Through donations, the company was able to renovate Diamond Wings’ facilities and purchase new equipment for raising grouse. It wasn’t the only cost, either: A large section of the farm was set aside for sage grouse production, reducing the number of birds it could raise by 15,000. 

Over the years, the farm has raised pheasants, Hungarian partridges, chukar partridges, pure French red-legged partridges, and bobwhite, red and California valley quail. 

Bear is solely responsible for rearing the species, and he has been able to raise difficult birds successfully where others have failed. That experience is vital, because if finding nests seems hard, Bear said the next test will be even harder: Hatching and raising chicks. “We feel this experience … will be an asset in helping us better understand the greater sage grouse,” he said. 

Only one entity has ever attempted to raise greater sage grouse: the Calgary Zoo. They reportedly started with an initial $5 million budget, backed by the Canadian government. 

Diamond Wings is on its own. In the month of May alone, the search effort cost more than $25,000, Brabec said, while costs to renovate the Powell facility totaled more than $100,000, even before the 2020 inspections.

Failing to find eggs this spring will set the privately run experiment back. Diamond Wings will be forced to keep the flight pens earmarked for sage grouse empty for a full year before attempting to certify again. 

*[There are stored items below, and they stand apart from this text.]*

/// Heuristic quality of a raw completion, 0.0-1.0. An embedded JSON
/// `confidence` field wins over text cues.
pub fn assess_confidence(text: &str) -> f32 {
    let trimmed = text.trim();
    if trimmed.is_empty() {
        return 0.0;
    }

    if let Some(value) = extract_json(trimmed) {
        if let Some(conf) = value.get("confidence").and_then(|c| c.as_f64()) {
            return (conf as f32).clamp(0.0, 1.0);
        }
    }

    let lower = trimmed.to_lowercase();
    let refusals = ["i cannot", "i can't", "i'm unable", "i am unable", "as an ai"];
    let hedges = ["i'm not sure", "i am not sure", "i don't know", "unclear"];

    if refusals.iter().any(|r| lower.contains(r)) {
        0.3
    } else if hedges.iter().any(|h| lower.contains(h)) {
        0.5
    } else {
        0.8
    }
}

/// A dispatch target with its own breaker per tier.
struct ProviderSlot {
    provider: Arc<dyn LLMProvider>,
    breakers: [CircuitBreaker; 3],
}

impl ProviderSlot {
    fn new(name: &str, provider: Arc<dyn LLMProvider>, settings: BreakerSettings) -> Self {
        Self {
            provider,
            breakers: ModelTier::ALL.map(|tier| CircuitBreaker::new(format!("{}:{}", name, tier), settings)),
        }
    }

    fn breaker(&self, tier: ModelTier) -> &CircuitBreaker {
        &self.breakers[tier as usize]
    }
}

/// A weak response kept while a stronger tier is tried.
struct Fallback {
    response: LLMResponse,
    confidence: f32,
    tier: ModelTier,
    provider: String,
}

pub struct TieredRouter {
    default_slot: ProviderSlot,
    providers: HashMap<String, ProviderSlot>,
    analyzer: ComplexityAnalyzer,
    config: RouterConfig,
}
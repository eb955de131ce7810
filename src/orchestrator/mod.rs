//! Orchestrator Module
//!
//! Decomposes a query into sub-tasks, routes each one to a specialist or a
//! plugin, and drives the run through synthesis, safety and review gates.

pub mod dispatcher;
pub mod engine;
pub mod event_bus;
pub mod planner;
pub mod state;
pub mod supervisor;
pub mod synthesizer;

pub use dispatcher::PluginDispatcher;
pub use engine::{OrchestrationEngine, OrchestrationPattern, RunRequest, RunResult};
pub use event_bus::{EventBus, OrchestrationEvent};
pub use planner::{fallback_plan, parse_plan, Planner};
pub use state::{
    AgentTarget, DeploymentContext, NodeId, OrchestratorState, SubTask, TaskResult, TaskStatus, PLUGIN_PREFIX,
};
pub use supervisor::Supervisor;
pub use synthesizer::Synthesizer;
//! Task model and the per-run orchestration state.

use serde::{Deserialize, Serialize};
use serde_json::Value;
use std::collections::BTreeMap;
use std::fmt;
use tracing::warn;

use crate::agent::{AgentOutput, Citation, SpecialistRole};
use crate::routing::{RoutedResponse, RoutingDecision};
use crate::safety::SafetyVerdict;
use crate::tools::PluginOutput;

pub const PLUGIN_PREFIX: &str = "plugin:";

#[derive(Debug, Clone, Copy, PartialEq, Eq, Serialize, Deserialize)]
#[serde(rename_all = "snake_case")]
pub enum TaskStatus {
    Pending,
    InProgress,
    Completed,
    Failed,
}

impl TaskStatus {
    pub fn is_finished(&self) -> bool {
        matches!(self, TaskStatus::Completed | TaskStatus::Failed)
    }
}

/// Who executes a sub-task. Parsed once when the plan is created.
#[derive(Debug, Clone, PartialEq, Serialize, Deserialize)]
#[serde(tag = "type", rename_all = "snake_case")]
pub enum AgentTarget {
    Specialist {
        role: SpecialistRole,
    },
    Plugin {
        name: String,
        action: String,
        params: Value,
    },
}

impl AgentTarget {
    /// Parse a planner-supplied `assigned_agent`. Unknown specialist names
    /// fall back to the researcher.
    pub fn parse(assigned: &str, action: Option<&str>, params: Option<Value>) -> Self {
        let assigned = assigned.trim();
        if let Some(name) = assigned.strip_prefix(PLUGIN_PREFIX) {
            return AgentTarget::Plugin {
                name: name.trim().to_string(),
                action: action.unwrap_or("execute").to_string(),
                params: params.unwrap_or(Value::Object(Default::default())),
            };
        }

        let role = SpecialistRole::from_name(assigned).unwrap_or_else(|| {
            warn!(assigned_agent = assigned, "Unknown specialist in plan, assigning researcher");
            SpecialistRole::Researcher
        });
        AgentTarget::Specialist { role }
    }

    /// The `assigned_agent` string form: a role name or `plugin:<name>`.
    pub fn label(&self) -> String {
        match self {
            AgentTarget::Specialist { role } => role.name().to_string(),
            AgentTarget::Plugin { name, .. } => format!("{}{}", PLUGIN_PREFIX, name),
        }
    }

    pub fn node(&self) -> NodeId {
        match self {
            AgentTarget::Specialist { role } => NodeId::Specialist(*role),
            AgentTarget::Plugin { .. } => NodeId::ExecutePlugin,
        }
    }
}

/// Output of whichever executor finished a task.
#[derive(Debug, Clone, PartialEq, Serialize, Deserialize)]
#[serde(untagged)]
pub enum TaskResult {
    Specialist(AgentOutput),
    Plugin(PluginOutput),
}

#[derive(Debug, Clone, PartialEq, Serialize, Deserialize)]
pub struct SubTask {
    pub id: String,
    pub description: String,
    pub target: AgentTarget,
    pub status: TaskStatus,
    pub result: Option<TaskResult>,
    /// Declared by the planner; the scheduler runs tasks in insertion order.
    #[serde(default)]
    pub depends_on: Vec<String>,
}

impl SubTask {
    pub fn new(id: impl Into<String>, description: impl Into<String>, target: AgentTarget) -> Self {
        Self {
            id: id.into(),
            description: description.into(),
            target,
            status: TaskStatus::Pending,
            result: None,
            depends_on: Vec::new(),
        }
    }

    pub fn assigned_agent(&self) -> String {
        self.target.label()
    }
}

/// Nodes of the orchestration state machine.
#[derive(Debug, Clone, Copy, PartialEq, Eq, Hash, Serialize, Deserialize)]
#[serde(rename_all = "snake_case")]
pub enum NodeId {
    SupervisorPlan,
    Specialist(SpecialistRole),
    ExecutePlugin,
    Synthesize,
    SafetyCheck,
    HitlGate,
}

impl NodeId {
    /// Nodes that always run after the task loop, in order.
    pub fn is_tail(&self) -> bool {
        matches!(self, NodeId::Synthesize | NodeId::SafetyCheck | NodeId::HitlGate)
    }
}

impl fmt::Display for NodeId {
    fn fmt(&self, f: &mut fmt::Formatter<'_>) -> fmt::Result {
        match self {
            NodeId::SupervisorPlan => f.write_str("supervisor_plan"),
            NodeId::Specialist(role) => f.write_str(role.name()),
            NodeId::ExecutePlugin => f.write_str("execute_plugin"),
            NodeId::Synthesize => f.write_str("synthesize"),
            NodeId::SafetyCheck => f.write_str("safety_check"),
            NodeId::HitlGate => f.write_str("hitl_gate"),
        }
    }
}

#[derive(Debug, Clone, Copy, Default, PartialEq, Eq, Serialize, Deserialize)]
#[serde(rename_all = "snake_case")]
pub enum DeploymentContext {
    #[default]
    General,
    CustomerSupport,
    Internal,
    HrScreening,
    Financial,
    Legal,
}

impl DeploymentContext {
    pub fn as_str(&self) -> &'static str {
        match self {
            DeploymentContext::General => "general",
            DeploymentContext::CustomerSupport => "customer_support",
            DeploymentContext::Internal => "internal",
            DeploymentContext::HrScreening => "hr_screening",
            DeploymentContext::Financial => "financial",
            DeploymentContext::Legal => "legal",
        }
    }

    pub fn from_name(name: &str) -> Option<Self> {
        match name.trim().to_lowercase().as_str() {
            "general" => Some(DeploymentContext::General),
            "customer_support" => Some(DeploymentContext::CustomerSupport),
            "internal" => Some(DeploymentContext::Internal),
            "hr_screening" => Some(DeploymentContext::HrScreening),
            "financial" => Some(DeploymentContext::Financial),
            "legal" => Some(DeploymentContext::Legal),
            _ => None,
        }
    }

    /// Contexts where every answer needs human sign-off.
    pub fn requires_review(&self) -> bool {
        matches!(
            self,
            DeploymentContext::HrScreening | DeploymentContext::Financial | DeploymentContext::Legal
        )
    }
}

impl fmt::Display for DeploymentContext {
    fn fmt(&self, f: &mut fmt::Formatter<'_>) -> fmt::Result {
        f.write_str(self.as_str())
    }
}

/// Mutable workflow context threaded through every node of one run.
#[derive(Debug, Clone, Serialize, Deserialize)]
pub struct OrchestratorState {
    pub trace_id: String,
    pub user_query: String,
    pub tenant_id: String,
    pub user_id: Option<String>,
    pub deployment_context: DeploymentContext,
    pub task_plan: Vec<SubTask>,
    pub current_iteration: u32,
    pub max_iterations: u32,
    /// Specialist results are keyed by role name, plugin results by task id.
    pub agent_outputs: BTreeMap<String, TaskResult>,
    pub citations: Vec<Citation>,
    pub final_answer: String,
    pub confidence: f32,
    pub safety_verdict: Option<SafetyVerdict>,
    pub hitl_required: bool,
    pub hitl_reason: Option<String>,
    pub cost_accumulated_usd: f64,
    pub next_agent: Option<NodeId>,
    pub agents_used: Vec<String>,
    pub routing_log: Vec<RoutingDecision>,
}

impl OrchestratorState {
    pub fn new(user_query: impl Into<String>, tenant_id: impl Into<String>) -> Self {
        Self {
            trace_id: uuid::Uuid::new_v4().to_string(),
            user_query: user_query.into(),
            tenant_id: tenant_id.into(),
            user_id: None,
            deployment_context: DeploymentContext::default(),
            task_plan: Vec::new(),
            current_iteration: 0,
            max_iterations: 10,
            agent_outputs: BTreeMap::new(),
            citations: Vec::new(),
            final_answer: String::new(),
            confidence: 0.0,
            safety_verdict: None,
            hitl_required: false,
            hitl_reason: None,
            cost_accumulated_usd: 0.0,
            next_agent: Some(NodeId::SupervisorPlan),
            agents_used: Vec::new(),
            routing_log: Vec::new(),
        }
    }

    pub fn with_max_iterations(mut self, max_iterations: u32) -> Self {
        self.max_iterations = max_iterations;
        self
    }

    pub fn with_deployment_context(mut self, context: DeploymentContext) -> Self {
        self.deployment_context = context;
        self
    }

    pub fn with_user(mut self, user_id: impl Into<String>) -> Self {
        self.user_id = Some(user_id.into());
        self
    }

    pub fn in_progress_index(&self) -> Option<usize> {
        self.task_plan.iter().position(|t| t.status == TaskStatus::InProgress)
    }

    pub fn first_pending_index(&self) -> Option<usize> {
        self.task_plan.iter().position(|t| t.status == TaskStatus::Pending)
    }

    pub fn count_with_status(&self, status: TaskStatus) -> usize {
        self.task_plan.iter().filter(|t| t.status == status).count()
    }

    /// Close the task at `index` with its result. Finished tasks are left alone.
    pub fn finish_task(&mut self, index: usize, result: TaskResult, failed: bool) {
        if let Some(task) = self.task_plan.get_mut(index) {
            if task.status.is_finished() {
                return;
            }
            task.status = if failed { TaskStatus::Failed } else { TaskStatus::Completed };
            task.result = Some(result);
        }
    }

    pub fn mark_agent_used(&mut self, label: &str) {
        if !self.agents_used.iter().any(|a| a == label) {
            self.agents_used.push(label.to_string());
        }
    }

    /// Book the cost and routing decision of an LLM call.
    pub fn record_llm_call(&mut self, routed: &RoutedResponse) {
        self.cost_accumulated_usd += routed.total_cost_usd;
        self.routing_log.push(routed.decision.clone());
    }
}

#[cfg(test)]
mod tests {
    use super::*;
    use serde_json::json;

    #[test]
    fn test_target_parsing() {
        let target = AgentTarget::parse("plugin:calculator", Some("evaluate"), Some(json!({"expression": "1+1"})));
        assert_eq!(target.label(), "plugin:calculator");
        assert_eq!(target.node(), NodeId::ExecutePlugin);

        let target = AgentTarget::parse("Coder", None, None);
        assert_eq!(target, AgentTarget::Specialist { role: SpecialistRole::Coder });

        let target = AgentTarget::parse("astrologer", None, None);
        assert_eq!(target.node(), NodeId::Specialist(SpecialistRole::Researcher));
    }

    #[test]
    fn test_plugin_target_defaults() {
        match AgentTarget::parse("plugin: weather ", None, None) {
            AgentTarget::Plugin { name, action, params } => {
                assert_eq!(name, "weather");
                assert_eq!(action, "execute");
                assert_eq!(params, json!({}));
            }
            other => panic!("unexpected target {:?}", other),
        }
    }

    #[test]
    fn test_finish_task_is_not_repeated() {
        let mut state = OrchestratorState::new("q", "tenant");
        state.task_plan.push(SubTask::new("t1", "calc", AgentTarget::parse("plugin:calculator", None, None)));
        state.task_plan[0].status = TaskStatus::InProgress;

        state.finish_task(0, TaskResult::Plugin(PluginOutput::success(json!(1))), false);
        state.finish_task(0, TaskResult::Plugin(PluginOutput::failure("late")), true);

        assert_eq!(state.task_plan[0].status, TaskStatus::Completed);
        assert_eq!(state.task_plan[0].result, Some(TaskResult::Plugin(PluginOutput::success(json!(1)))));
    }

    #[test]
    fn test_node_names() {
        assert_eq!(NodeId::SupervisorPlan.to_string(), "supervisor_plan");
        assert_eq!(NodeId::Specialist(SpecialistRole::Risk).to_string(), "risk");
        assert!(NodeId::HitlGate.is_tail());
        assert!(!NodeId::ExecutePlugin.is_tail());
    }

    #[test]
    fn test_deployment_context_review() {
        assert!(DeploymentContext::Legal.requires_review());
        assert!(!DeploymentContext::General.requires_review());
        assert_eq!(DeploymentContext::from_name("hr_screening"), Some(DeploymentContext::HrScreening));
    }

    #[test]
    fn test_new_state_starts_at_supervisor() {
        let state = OrchestratorState::new("q", "tenant").with_max_iterations(3);
        assert_eq!(state.next_agent, Some(NodeId::SupervisorPlan));
        assert_eq!(state.max_iterations, 3);
        assert!(uuid::Uuid::parse_str(&state.trace_id).is_ok());
    }
}
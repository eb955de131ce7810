//! Routing Module
//!
//! Tier selection, circuit breaking and escalation for every LLM call.

pub mod circuit_breaker;
pub mod complexity;
pub mod router;
pub mod tier;

pub use circuit_breaker::{BreakerSettings, CircuitBreaker, CircuitBreakerState, CircuitState};
pub use complexity::{ComplexityAnalyzer, ComplexityFeatures, TierThresholds};
pub use router::{
    assess_confidence, RouteRequest, RoutedResponse, RouterConfig, RouterError, RoutingDecision, TierModel,
    TierTable, TieredRouter, DEFAULT_PROVIDER,
};
pub use tier::{ModelTier, TaskType};
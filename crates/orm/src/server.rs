//! # クエリ受理側ディスパッチ
//!
//! 復号済みの `orm_query` メッセージを受け取り、パーミッション検査を
//! 通ったものだけを実行器に渡す。戻り値は常にJSONメッセージであり、
//! どんな失敗でも受信ループを止めない。

use async_trait::async_trait;
use serde_json::{json, Value};
use tracing::{info, warn};

use crate::permissions::{PermissionGuard, PermissionSet};
use crate::query::{OrmQuery, QueryResult};

/// 実行器の失敗。メッセージはそのままピアに返される。
#[derive(Debug, thiserror::Error)]
#[error("{0}")]
pub struct ExecutionError(pub String);

/// 検査済みクエリを実際に実行するバックエンド。
#[async_trait]
pub trait QueryExecutor: Send + Sync {
    async fn execute(&self, query: &OrmQuery) -> Result<QueryResult, ExecutionError>;
}

/// クエリメッセージの受理・検査・実行を束ねるサーバ側コンポーネント。
pub struct OrmServer {
    permissions: PermissionSet,
    executor: Box<dyn QueryExecutor>,
}

impl OrmServer {
    pub fn new(permissions: PermissionSet, executor: Box<dyn QueryExecutor>) -> Self {
        Self {
            permissions,
            executor,
        }
    }

    /// 受信メッセージを処理し、応答メッセージを組み立てる。
    ///
    /// 相関ID（`query_id`）は応答にそのまま引き写される。
    pub async fn handle(&self, message: &Value) -> Value {
        let query_id = message.get("query_id").and_then(Value::as_str);

        let msg_type = message.get("type").and_then(Value::as_str).unwrap_or("");
        if msg_type != "orm_query" {
            return error_message(query_id, &format!("未対応のメッセージ種別: {msg_type}"));
        }

        let query = match message.get("query") {
            Some(raw) => match serde_json::from_value::<OrmQuery>(raw.clone()) {
                Ok(query) => query,
                Err(e) => return error_message(query_id, &format!("不正なクエリ: {e}")),
            },
            None => return error_message(query_id, "queryフィールドがありません"),
        };

        if let Err(e) = query.validate_local() {
            return error_message(query_id, &e.to_string());
        }

        if let Err(e) = PermissionGuard::validate(&query, &self.permissions) {
            warn!(table = %query.table, operation = %query.operation, "クエリを拒否: {e}");
            return error_message(query_id, &e.to_string());
        }

        match self.executor.execute(&query).await {
            Ok(result) => {
                info!(
                    table = %query.table,
                    operation = %query.operation,
                    row_count = result.row_count,
                    "クエリを実行しました"
                );
                let mut response = json!({"type": "orm_result", "result": result});
                if let (Some(obj), Some(id)) = (response.as_object_mut(), query_id) {
                    obj.insert("query_id".to_string(), Value::String(id.to_string()));
                }
                response
            }
            Err(e) => error_message(query_id, &e.to_string()),
        }
    }
}

fn error_message(query_id: Option<&str>, message: &str) -> Value {
    let mut response = json!({"type": "error", "message": message});
    if let (Some(obj), Some(id)) = (response.as_object_mut(), query_id) {
        obj.insert("query_id".to_string(), Value::String(id.to_string()));
    }
    response
}

#[cfg(test)]
mod tests {
    use super::*;
    use crate::permissions::{Grant, TablePermission};
    use crate::query::Operation;

    struct StaticExecutor(QueryResult);

    #[async_trait]
    impl QueryExecutor for StaticExecutor {
        async fn execute(&self, _query: &OrmQuery) -> Result<QueryResult, ExecutionError> {
            Ok(self.0.clone())
        }
    }

    fn test_server() -> OrmServer {
        let mut permissions = PermissionSet::new();
        permissions.insert(
            "scores",
            TablePermission {
                columns: None,
                operations: [Grant::Read].into_iter().collect(),
                max_rows: None,
                allow_aggregations: false,
            },
        );
        OrmServer::new(
            permissions,
            Box::new(StaticExecutor(QueryResult {
                rows: vec![],
                row_count: 0,
                execution_time_ms: 1,
            })),
        )
    }

    #[tokio::test]
    async fn test_handle_echoes_query_id() {
        let server = test_server();
        let query = serde_json::to_value(OrmQuery::new(Operation::Select, "scores")).unwrap();
        let response = server
            .handle(&json!({"type": "orm_query", "query_id": "abc123", "query": query}))
            .await;
        assert_eq!(response["type"], "orm_result");
        assert_eq!(response["query_id"], "abc123");
    }

    #[tokio::test]
    async fn test_handle_rejects_denied_table_as_error_message() {
        let server = test_server();
        let query = serde_json::to_value(OrmQuery::new(Operation::Select, "admin_logs")).unwrap();
        let response = server
            .handle(&json!({"type": "orm_query", "query_id": "q1", "query": query}))
            .await;
        assert_eq!(response["type"], "error");
        assert_eq!(response["query_id"], "q1");
        assert!(response["message"].as_str().unwrap().contains("admin_logs"));
    }

    #[tokio::test]
    async fn test_handle_rejects_unknown_message_type() {
        let server = test_server();
        let response = server.handle(&json!({"type": "ping"})).await;
        assert_eq!(response["type"], "error");
    }

    #[tokio::test]
    async fn test_handle_rejects_filterless_delete() {
        let mut permissions = PermissionSet::new();
        permissions.insert(
            "scores",
            TablePermission {
                columns: None,
                operations: [Grant::Delete].into_iter().collect(),
                max_rows: None,
                allow_aggregations: false,
            },
        );
        let server = OrmServer::new(
            permissions,
            Box::new(StaticExecutor(QueryResult {
                rows: vec![],
                row_count: 0,
                execution_time_ms: 0,
            })),
        );

        let query = serde_json::to_value(OrmQuery::new(Operation::Delete, "scores")).unwrap();
        let response = server
            .handle(&json!({"type": "orm_query", "query": query}))
            .await;
        assert_eq!(response["type"], "error");
    }
}
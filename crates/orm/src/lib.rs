//! # Accord Protocol 構造化クエリモデル
//!
//! セキュアチャネル越しに実行される宣言的クエリとそのアクセス制御。
//!
//! - [`query`] — ワイヤ上を流れるクエリ表現（操作・フィルタ・集約）
//! - [`permissions`] — アローリストによる実行前検査
//! - [`client`] — チャネル越しにクエリを送るクライアントとビルダー
//! - [`server`] — 受信側のクエリ受理・検査・実行ディスパッチ

use accord_channel::ChannelError;

pub mod client;
pub mod permissions;
pub mod query;
pub mod server;

pub use client::{default_schema, OrmClient, QueryBuilder};
pub use permissions::{Grant, PermissionError, PermissionGuard, PermissionSet, TablePermission};
pub use query::{
    AggregateFunction, Aggregation, ColumnValue, FilterOperator, Operation, OrderBy, OrmQuery,
    QueryFilter, QueryResult, SortDirection,
};
pub use server::{ExecutionError, OrmServer, QueryExecutor};

/// クエリ層のエラー型。
#[derive(Debug, thiserror::Error)]
pub enum OrmError {
    /// フィルタなしのUPDATE/DELETE（ローカル検証で拒否）
    #[error("フィルタなしの{0}は拒否されます")]
    MissingFilters(query::Operation),
    /// チャネル層の失敗
    #[error("チャネルエラー: {0}")]
    Channel(#[from] ChannelError),
    /// ピアが返したエラーメッセージ
    #[error("クエリがピアに拒否されました: {0}")]
    Remote(String),
    /// 応答メッセージの構造が要求応答の形式に合わない
    #[error("プロトコル違反: {0}")]
    Protocol(String),
}
//! # Accord Protocol ライフサイクルハンドラ実行基盤
//!
//! チャレンジ側アプリケーションが登録する名前付きハンドラの台帳。
//! 同期・非同期の両方のハンドラを受け付け、呼び出し側には統一された
//! 非同期インターフェースを見せる。
//!
//! 実行基盤の設定は一度だけ構築し、以後は参照で引き回す。
//! グローバルな可変状態は持たない。

use std::collections::HashMap;

use futures_util::future::BoxFuture;
use serde_json::Value;

/// ハンドラ実行のエラー型。
#[derive(Debug, thiserror::Error)]
pub enum RuntimeError {
    /// 登録されていないハンドラ名
    #[error("未登録のハンドラ: {0}")]
    UnknownHandler(String),
    /// ハンドラ本体の失敗
    #[error("ハンドラの実行に失敗: {0}")]
    HandlerFailed(String),
}

/// ハンドラ呼び出し時に渡される実行コンテキスト。
#[derive(Debug, Clone)]
pub struct JobContext {
    /// この呼び出しの識別子
    pub job_id: String,
    /// 所属するチャレンジの識別子
    pub challenge_id: String,
    /// 呼び出し元ピアの識別子
    pub peer_id: String,
    /// ハンドラへの入力ペイロード
    pub payload: Value,
}

type SyncHandlerFn = Box<dyn Fn(&JobContext) -> Result<Value, RuntimeError> + Send + Sync>;
type AsyncHandlerFn =
    Box<dyn Fn(JobContext) -> BoxFuture<'static, Result<Value, RuntimeError>> + Send + Sync>;

/// 登録可能なハンドラ。同期・非同期のどちらでも登録できる。
pub enum Handler {
    Sync(SyncHandlerFn),
    Async(AsyncHandlerFn),
}

impl Handler {
    /// ハンドラの種別によらず統一された非同期呼び出し。
    pub async fn invoke(&self, context: JobContext) -> Result<Value, RuntimeError> {
        match self {
            Handler::Sync(f) => f(&context),
            Handler::Async(f) => f(context).await,
        }
    }
}

/// 名前からハンドラへの台帳。
///
/// 構築後は不変として扱い、共有する場合は `Arc` で包む。
/// 複数インスタンスは互いに独立で、状態を共有しない。
#[derive(Default)]
pub struct RuntimeConfig {
    handlers: HashMap<String, Handler>,
}

impl RuntimeConfig {
    pub fn new() -> Self {
        Self::default()
    }

    /// 同期ハンドラを登録する。同名の既存登録は置き換えられる。
    pub fn register_sync<F>(&mut self, name: impl Into<String>, handler: F) -> &mut Self
    where
        F: Fn(&JobContext) -> Result<Value, RuntimeError> + Send + Sync + 'static,
    {
        self.handlers
            .insert(name.into(), Handler::Sync(Box::new(handler)));
        self
    }

    /// 非同期ハンドラを登録する。同名の既存登録は置き換えられる。
    pub fn register_async<F>(&mut self, name: impl Into<String>, handler: F) -> &mut Self
    where
        F: Fn(JobContext) -> BoxFuture<'static, Result<Value, RuntimeError>> + Send + Sync + 'static,
    {
        self.handlers
            .insert(name.into(), Handler::Async(Box::new(handler)));
        self
    }

    /// 登録済みハンドラ名の一覧。
    pub fn handler_names(&self) -> Vec<&str> {
        self.handlers.keys().map(String::as_str).collect()
    }

    /// 名前でハンドラを呼び出す。
    pub async fn invoke(&self, name: &str, context: JobContext) -> Result<Value, RuntimeError> {
        let handler = self
            .handlers
            .get(name)
            .ok_or_else(|| RuntimeError::UnknownHandler(name.to_string()))?;
        handler.invoke(context).await
    }
}

#[cfg(test)]
mod tests {
    use super::*;
    use serde_json::json;

    fn context(payload: Value) -> JobContext {
        JobContext {
            job_id: "job-1".to_string(),
            challenge_id: "challenge-1".to_string(),
            peer_id: "platform-api".to_string(),
            payload,
        }
    }

    #[tokio::test]
    async fn test_sync_and_async_handlers_share_interface() {
        let mut config = RuntimeConfig::new();
        config.register_sync("double", |ctx| {
            let n = ctx.payload["n"].as_i64().unwrap_or(0);
            Ok(json!({"result": n * 2}))
        });
        config.register_async("echo", |ctx| {
            Box::pin(async move { Ok(json!({"echo": ctx.payload})) })
        });

        let doubled = config.invoke("double", context(json!({"n": 21}))).await.unwrap();
        assert_eq!(doubled["result"], 42);

        let echoed = config.invoke("echo", context(json!("ping"))).await.unwrap();
        assert_eq!(echoed["echo"], "ping");
    }

    #[tokio::test]
    async fn test_unknown_handler_rejected() {
        let config = RuntimeConfig::new();
        let result = config.invoke("missing", context(json!(null))).await;
        assert!(matches!(result, Err(RuntimeError::UnknownHandler(_))));
    }

    #[tokio::test]
    async fn test_handler_failure_is_propagated() {
        let mut config = RuntimeConfig::new();
        config.register_sync("fail", |_| {
            Err(RuntimeError::HandlerFailed("計算不能".to_string()))
        });
        let result = config.invoke("fail", context(json!(null))).await;
        assert!(matches!(result, Err(RuntimeError::HandlerFailed(_))));
    }

    #[tokio::test]
    async fn test_instances_are_independent() {
        let mut a = RuntimeConfig::new();
        a.register_sync("only_in_a", |_| Ok(json!(1)));
        let b = RuntimeConfig::new();

        assert!(a.invoke("only_in_a", context(json!(null))).await.is_ok());
        assert!(matches!(
            b.invoke("only_in_a", context(json!(null))).await,
            Err(RuntimeError::UnknownHandler(_))
        ));
    }

    #[tokio::test]
    async fn test_registration_replaces_existing_handler() {
        let mut config = RuntimeConfig::new();
        config.register_sync("h", |_| Ok(json!("first")));
        config.register_sync("h", |_| Ok(json!("second")));
        let result = config.invoke("h", context(json!(null))).await.unwrap();
        assert_eq!(result, json!("second"));
    }
}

The deadline to apply is Dec. 31. The process should be easier in the future, as all parties now know what to expect, but there is no guarantee of recertification, said Scott Edberg, the Game and Fish Department’s deputy chief of wildlife. 

There’s also no guarantee there will be more money for future attempts. 

While True is satisfied with the team’s progress, times have changed — including the economic effects of the COVID-19 pandemic — and donations may be harder to come by this time around. 

“We’re hopeful to continue next year, but I don’t think we can say much more than that, because I have to go talk to our donors,” True said. 

“Part of the goal of the foundation is to increase the body of knowledge of both research and applied science; and I think we’ve done that,” he added. “We’re disappointed not to get eggs, we are multi-years into this, but what we have learned is gonna stand us in good stead and in years ahead.” 

Meeteetse Conservation District Board Member Tim Morrison said he hopes the district will continue to support the project. 

“I can’t speak for the board, just for myself, but I understood that there would be a learning curve,” Morrison said. 

His hope is the use of new technology, matched with efforts to raise sage grouse in captivity, will result in an opportunity to augment wild populations in need with farm-raised birds. He hopes the drone technology will be refined and it will become a valuable tool for conservation of the species in the future. 

District Manager Cornell, an FAA-licensed pilot, has been working with the equipment to refine possible uses in sage grouse conservation — and Bear hopes to add the use of radio telemetry to next year’s efforts. 

It is labor intensive, requiring capturing grouse and installing transmitters. Though it’s expensive for the equipment and labor, if successful, it would allow teams to zero in on nests at the start of incubation.